Uno dice: “Creo contenuti emozionali per il web”. Che potrebbe voler dire scrivere una poesia, girare un reel con la nonna, o semplicemente filmarsi mentre beve un cappuccino con lo sguardo assorto. Un altro è “strategic planner esperienziale”, cioè, se abbiamo capito bene, organizza eventi dove la gente si sente ispirata a investire in sé stessa. Un terzo “ha lasciato la finanza per seguire il cuore”, e oggi racconta la propria trasformazione interiore tramite podcast. Spoiler: la finanza sembra sentirsi benissimo anche senza di lui.
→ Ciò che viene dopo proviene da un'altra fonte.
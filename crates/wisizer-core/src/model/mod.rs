// ── Domain model ──
//
// Catalogue entities (scenarios, AP models, switch models) and the
// per-invocation sizing request.

pub mod access_point;
pub mod common;
pub mod generation;
pub mod ports;
pub mod request;
pub mod scenario;
pub mod switch;

pub use access_point::{ApModel, BandCapacity, Environment, SelectedAp};
pub use common::{DocLinks, LicenseOption};
pub use generation::Generation;
pub use ports::{PortGroup, describe_ports, total_ports};
pub use request::{DEFAULT_CEILING_HEIGHT_M, SizingRequest};
pub use scenario::Scenario;
pub use switch::{Layer, Stacking, SwitchModel};
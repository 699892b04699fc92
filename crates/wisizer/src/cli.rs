//! Clap derive structures for the `wisizer` CLI.
//!
//! Defines the complete command tree, global flags, and shared types.

use std::path::PathBuf;

use clap::{Args, Parser, Subcommand, ValueEnum};

// ── Top-Level CLI ────────────────────────────────────────────────────

/// wisizer -- Wi-Fi access point and PoE switch sizing
#[derive(Debug, Parser)]
#[command(
    name = "wisizer",
    version,
    about = "Size Wi-Fi access points and PoE access switches for a space",
    long_about = "Estimates how many access points a space needs, which model to deploy,\n\
        and which PoE access switch (and how many) can wire and power them.\n\n\
        Results are preliminary estimates; large or complex sites should be\n\
        validated with a predictive site survey.",
    propagate_version = true,
    subcommand_required = true,
    arg_required_else_help = true
)]
pub struct Cli {
    #[command(flatten)]
    pub global: GlobalOpts,

    #[command(subcommand)]
    pub command: Command,
}

// ── Global Options ───────────────────────────────────────────────────

#[derive(Debug, Args)]
pub struct GlobalOpts {
    /// Configuration file (defaults to the platform config directory)
    #[arg(long, env = "WISIZER_CONFIG", global = true)]
    pub config: Option<PathBuf>,

    /// Equipment and scenario catalogue TOML (overrides the built-in data)
    #[arg(long, env = "WISIZER_CATALOG", global = true)]
    pub catalog: Option<PathBuf>,

    /// Output format [default: table, or `defaults.output` from config]
    #[arg(long, short = 'o', env = "WISIZER_OUTPUT", global = true)]
    pub output: Option<OutputFormat>,

    /// When to use color output
    #[arg(long, global = true)]
    pub color: Option<ColorMode>,

    /// Increase verbosity (-v, -vv, -vvv)
    #[arg(long, short = 'v', action = clap::ArgAction::Count, global = true)]
    pub verbose: u8,

    /// Suppress non-error output
    #[arg(long, short = 'q', global = true)]
    pub quiet: bool,
}

// ── Output & Color Enums ─────────────────────────────────────────────

#[derive(Debug, Clone, Copy, PartialEq, Eq, ValueEnum)]
pub enum OutputFormat {
    /// Pretty tables (default, interactive)
    Table,
    /// Pretty-printed JSON
    Json,
    /// Compact single-line JSON
    JsonCompact,
    /// YAML
    Yaml,
    /// Plain text, one value per line (scripting)
    Plain,
}

#[derive(Debug, Clone, Copy, PartialEq, Eq, ValueEnum)]
pub enum ColorMode {
    /// Auto-detect (color if terminal is interactive)
    Auto,
    /// Always emit color codes
    Always,
    /// Never emit color codes
    Never,
}

/// Radio technology generation.
#[derive(Debug, Clone, Copy, PartialEq, Eq, ValueEnum)]
pub enum GenerationArg {
    /// Wi-Fi 6 (802.11ax)
    #[value(name = "wifi6", alias = "gen-1")]
    Wifi6,
    /// Wi-Fi 6E (802.11ax, 6 GHz)
    #[value(name = "wifi6e", alias = "gen-2")]
    Wifi6e,
    /// Wi-Fi 7 (802.11be)
    #[value(name = "wifi7", alias = "gen-3")]
    Wifi7,
}

// ── Top-Level Command Enum ───────────────────────────────────────────

#[derive(Debug, Subcommand)]
pub enum Command {
    /// Size access points and PoE switches for a space
    #[command(alias = "s")]
    Size(SizeArgs),

    /// Estimate access points only
    Aps(ApsArgs),

    /// Pick PoE switches for a given AP model and count
    #[command(alias = "sw")]
    Switches(SwitchesArgs),

    /// Browse the scenario and equipment catalogues
    #[command(alias = "cat")]
    Catalog(CatalogArgs),

    /// Show recorded calculations
    History(HistoryArgs),

    /// Manage CLI configuration
    Config(ConfigArgs),

    /// Generate shell completions
    Completions(CompletionsArgs),
}

// ── Sizing ───────────────────────────────────────────────────────────

/// The space being sized. Shared by `size` and `aps`.
#[derive(Debug, Args)]
pub struct SpaceArgs {
    /// Total number of people using the space
    #[arg(long, short = 'u')]
    pub users: u32,

    /// Floor area in square metres
    #[arg(long, short = 'a')]
    pub area: f64,

    /// Ceiling height in metres
    #[arg(long, default_value = "3.0")]
    pub ceiling_height: f64,

    /// Deployment scenario key (see `wisizer catalog scenarios`)
    #[arg(long, short = 's')]
    pub scenario: Option<String>,

    /// Wi-Fi generation
    #[arg(long, short = 'g')]
    pub generation: Option<GenerationArg>,
}

#[derive(Debug, Args)]
pub struct SizeArgs {
    #[command(flatten)]
    pub space: SpaceArgs,

    /// Skip the PoE switch recommendation
    #[arg(long)]
    pub no_switches: bool,

    /// Append a plain-language explanation of the result
    #[arg(long)]
    pub explain: bool,

    /// Do not record this calculation in the journal
    #[arg(long)]
    pub no_journal: bool,
}

#[derive(Debug, Args)]
pub struct ApsArgs {
    #[command(flatten)]
    pub space: SpaceArgs,
}

#[derive(Debug, Args)]
pub struct SwitchesArgs {
    /// Number of access points to connect
    #[arg(long, short = 'n')]
    pub ap_count: u32,

    /// Access point model ID (e.g. MR46)
    #[arg(long, short = 'm')]
    pub ap_model: String,
}

// ── Catalogue ────────────────────────────────────────────────────────

#[derive(Debug, Args)]
pub struct CatalogArgs {
    #[command(subcommand)]
    pub command: CatalogCommand,
}

#[derive(Debug, Subcommand)]
pub enum CatalogCommand {
    /// List access point models
    Aps {
        /// Only this generation
        #[arg(long, short = 'g')]
        generation: Option<GenerationArg>,
    },

    /// List PoE switch models
    Switches {
        /// Only models whose family contains this text (case-insensitive)
        #[arg(long, short = 'f')]
        family: Option<String>,
    },

    /// List deployment scenarios
    Scenarios,

    /// Show one access point model
    Ap {
        /// Model ID (e.g. CW9166)
        model_id: String,
    },

    /// Show one switch model
    Switch {
        /// Model ID (e.g. MS150-48FP-4X)
        model_id: String,
    },

    /// Print the active catalogue as TOML, ready to edit and load with --catalog
    Export,
}

// ── History ──────────────────────────────────────────────────────────

#[derive(Debug, Args)]
pub struct HistoryArgs {
    /// Show only the most recent N calculations
    #[arg(long, short = 'l')]
    pub limit: Option<usize>,
}

// ── Config ───────────────────────────────────────────────────────────

#[derive(Debug, Args)]
pub struct ConfigArgs {
    #[command(subcommand)]
    pub command: ConfigCommand,
}

#[derive(Debug, Subcommand)]
pub enum ConfigCommand {
    /// Write a config file with default values
    Init {
        /// Overwrite an existing file
        #[arg(long)]
        force: bool,
    },

    /// Display current resolved configuration
    Show,

    /// Print the config file path
    Path,
}

// ── Completions ──────────────────────────────────────────────────────

#[derive(Debug, Args)]
pub struct CompletionsArgs {
    /// Shell to generate completions for
    pub shell: clap_complete::Shell,
}
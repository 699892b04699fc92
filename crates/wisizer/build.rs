use std::fs;
use std::path::Path;

use clap::CommandFactory;

// cli.rs only needs clap + clap_complete, both build-dependencies, so it can
// be compiled here on its own.
#[path = "src/cli.rs"]
mod cli;

fn main() {
    println!("cargo::rerun-if-changed=src/cli.rs");

    let out_dir = std::env::var_os("OUT_DIR").expect("OUT_DIR not set by Cargo");
    let man_dir = Path::new(&out_dir).join("man");
    fs::create_dir_all(&man_dir).expect("failed to create man output directory");

    write_manpages(&cli::Cli::command(), &man_dir);
}

/// One page per command, `wisizer-catalog-aps.1` style for nested ones.
fn write_manpages(cmd: &clap::Command, dir: &Path) {
    let name = cmd.get_name().to_owned();
    let path = dir.join(format!("{name}.1"));

    let mut page = Vec::new();
    clap_mangen::Man::new(cmd.clone())
        .render(&mut page)
        .unwrap_or_else(|e| panic!("failed to render man page for `{name}`: {e}"));
    fs::write(&path, page).unwrap_or_else(|e| panic!("failed to write {}: {e}", path.display()));

    for sub in cmd.get_subcommands().filter(|s| !s.is_hide_set()) {
        let sub = sub.clone().name(format!("{name}-{}", sub.get_name()));
        write_manpages(&sub, dir);
    }
}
Certo, i tempi cambiano, e non tutti devono sapere riparare un tubo o accendere un fuoco con due sassi. Ma in certi momenti – tipo quando piove da tre giorni e bisogna costruire un riparo – l’assenza di skill pratiche diventa più evidente del fard sbavato sulle guance. E la giungla, quella vera, non fa sconti ai CEO di sé stessi.

Alla fine, mentre il montepremi si assottiglia e le prove si moltiplicano, resta solo una certezza: nella giungla digitale di oggi, l’unica vera sopravvivenza è farsi notare. Anche se l’unica cosa che si è costruita, finora, è un profilo LinkedIn pieno di parole che non significano nulla.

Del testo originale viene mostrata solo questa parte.